What the task asks:
Show all lines from the data that include the word "SplitCriterion".

Source material:
------------------------------

//! Trained decision tree and its per-sample walk.

use crate::core::train::SplitCriterion;
use crate::types::{ClassCode, ClassLabelMapping, LandCoverError, LandCoverResult};
use serde::{Deserialize, Serialize};
use std::fmt;

/// A node of a trained tree. Parents own their children.
#[derive(Debug, Clone, PartialEq)]
pub enum TreeNode {
    Leaf {
        class: ClassCode,
        /// Training rows per class code that reached this leaf
        distribution: Vec<usize>,
    },
    Split {
        feature: usize,
        threshold: f32,
        /// Rows with `value <= threshold`
        left: Box<TreeNode>,
        right: Box<TreeNode>,
    },
}

impl TreeNode {
    pub fn is_leaf(&self) -> bool {
        matches!(self, TreeNode::Leaf { .. })
    }

    /// Follow the comparisons from this node down to a leaf.
    ///
    /// `value` yields the sample's value for a feature index, or `None` when
    /// it is no-data, which stops the walk.
    #[inline]
    pub fn walk<F>(&self, mut value: F) -> Option<&TreeNode>
    where
        F: FnMut(usize) -> Option<f32>,
    {
        let mut node = self;
        loop {
            match node {
                TreeNode::Leaf { .. } => return Some(node),
                TreeNode::Split {
                    feature,
                    threshold,
                    left,
                    right,
                } => {
                    let v = value(*feature)?;
                    if v.is_nan() {
                        return None;
                    }
                    node = if v <= *threshold { left } else { right };
                }
            }
        }
    }

    /// Nodes in pre-order (left subtree first) with their depth
    fn preorder(&self) -> Preorder<'_> {
        Preorder {
            stack: vec![(self, 0)],
        }
    }

    fn depth(&self) -> usize {
        self.preorder().map(|(_, d)| d).max().unwrap_or(0)
    }

    fn node_count(&self) -> usize {
        self.preorder().count()
    }

    fn leaf_count(&self) -> usize {
        self.preorder().filter(|(n, _)| n.is_leaf()).count()
    }

    fn check(&self, features: usize, classes: usize) -> LandCoverResult<()> {
        for (node, _) in self.preorder() {
            match node {
                TreeNode::Leaf {
                    class,
                    distribution,
                } => {
                    if *class as usize >= classes || distribution.len() != classes {
                        return Err(LandCoverError::InvalidFormat(format!(
                            "leaf class {} / distribution of {} does not fit {} classes",
                            class,
                            distribution.len(),
                            classes
                        )));
                    }
                }
                TreeNode::Split {
                    feature, threshold, ..
                } => {
                    if *feature >= features || !threshold.is_finite() {
                        return Err(LandCoverError::InvalidFormat(format!(
                            "split on feature {} at {} is invalid for {} features",
                            feature, threshold, features
                        )));
                    }
                }
            }
        }
        Ok(())
    }

    /// Pre-order node list with child indices, the inverse of [`assemble`]
    pub(crate) fn flatten(&self) -> Vec<FlatNode> {
        let mut nodes: Vec<FlatNode> = Vec::new();
        // (node, parent index and whether it is the parent's left child)
        let mut stack: Vec<(&TreeNode, Option<(usize, bool)>)> = vec![(self, None)];

        while let Some((node, parent)) = stack.pop() {
            let index = nodes.len();
            match node {
                TreeNode::Leaf {
                    class,
                    distribution,
                } => nodes.push(FlatNode::Leaf {
                    class: *class,
                    distribution: distribution.clone(),
                }),
                TreeNode::Split {
                    feature,
                    threshold,
                    left,
                    right,
                } => {
                    // children are filled in once their indices are known
                    nodes.push(FlatNode::Split {
                        feature: *feature,
                        threshold: *threshold,
                        left: 0,
                        right: 0,
                    });
                    stack.push((right, Some((index, false))));
                    stack.push((left, Some((index, true))));
                }
            }
            if let Some((at, is_left)) = parent {
                if let FlatNode::Split { left, right, .. } = &mut nodes[at] {
                    *(if is_left { left } else { right }) = index;
                }
            }
        }
        nodes
    }

    /// Move both children out, leaving empty leaves behind
    fn take_children(&mut self, out: &mut Vec<Box<TreeNode>>) {
        if let TreeNode::Split { left, right, .. } = self {
            out.push(std::mem::replace(left, Box::new(TreeNode::empty_leaf())));
            out.push(std::mem::replace(right, Box::new(TreeNode::empty_leaf())));
        }
    }

    fn empty_leaf() -> TreeNode {
        TreeNode::Leaf {
            class: 0,
            distribution: Vec::new(),
        }
    }
}

// Deep chains would otherwise be dropped recursively.
impl Drop for TreeNode {
    fn drop(&mut self) {
        let mut pending = Vec::new();
        self.take_children(&mut pending);
        while let Some(mut node) = pending.pop() {
            node.take_children(&mut pending);
        }
    }
}

struct Preorder<'a> {
    stack: Vec<(&'a TreeNode, usize)>,
}

impl<'a> Iterator for Preorder<'a> {
    type Item = (&'a TreeNode, usize);

    fn next(&mut self) -> Option<Self::Item> {
        let (node, depth) = self.stack.pop()?;
        if let TreeNode::Split { left, right, .. } = node {
            self.stack.push((right, depth + 1));
            self.stack.push((left, depth + 1));
        }
        Some((node, depth))
    }
}

/// A node whose children are referenced by index into a flat list
#[derive(Debug, Clone, PartialEq, Serialize, Deserialize)]
#[serde(tag = "kind", rename_all = "lowercase")]
pub(crate) enum FlatNode {
    Leaf {
        class: ClassCode,
        distribution: Vec<usize>,
    },
    Split {
        feature: usize,
        threshold: f32,
        left: usize,
        right: usize,
    },
}

/// Link a flat node list into an owned tree rooted at index 0.
///
/// Every child index must be greater than its parent's and every node other
/// than the root must be referenced exactly once.
pub(crate) fn assemble(nodes: Vec<FlatNode>) -> LandCoverResult<TreeNode> {
    let count = nodes.len();
    let mut built: Vec<Option<TreeNode>> = (0..count).map(|_| None).collect();

    for (index, node) in nodes.into_iter().enumerate().rev() {
        let node = match node {
            FlatNode::Leaf {
                class,
                distribution,
            } => TreeNode::Leaf {
                class,
                distribution,
            },
            FlatNode::Split {
                feature,
                threshold,
                left,
                right,
            } => {
                let mut child = |at: usize| {
                    if at <= index || at >= count {
                        return Err(LandCoverError::InvalidFormat(format!(
                            "node {} has child index {} outside ({}, {})",
                            index, at, index, count
                        )));
                    }
                    built[at].take().map(Box::new).ok_or_else(|| {
                        LandCoverError::InvalidFormat(format!(
                            "node {} is referenced more than once",
                            at
                        ))
                    })
                };
                let left = child(left)?;
                let right = child(right)?;
                TreeNode::Split {
                    feature,
                    threshold,
                    left,
                    right,
                }
            }
        };
        built[index] = Some(node);
    }

    if let Some(orphan) = built.iter().skip(1).position(Option::is_some) {
        return Err(LandCoverError::InvalidFormat(format!(
            "node {} is unreachable from the root",
            orphan + 1
        )));
    }
    built
        .first_mut()
        .and_then(Option::take)
        .ok_or_else(|| LandCoverError::InvalidFormat("tree has no nodes".to_string()))
}

/// A decision tree together with the feature layout and classes it was trained on
#[derive(Debug, Clone, PartialEq)]
pub struct DecisionTree {
    root: TreeNode,
    feature_names: Vec<String>,
    classes: ClassLabelMapping,
    criterion: SplitCriterion,
    importances: Vec<f64>,
}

------------------------------

Solution:
use crate::core::train::SplitCriterion;
    criterion: SplitCriterion,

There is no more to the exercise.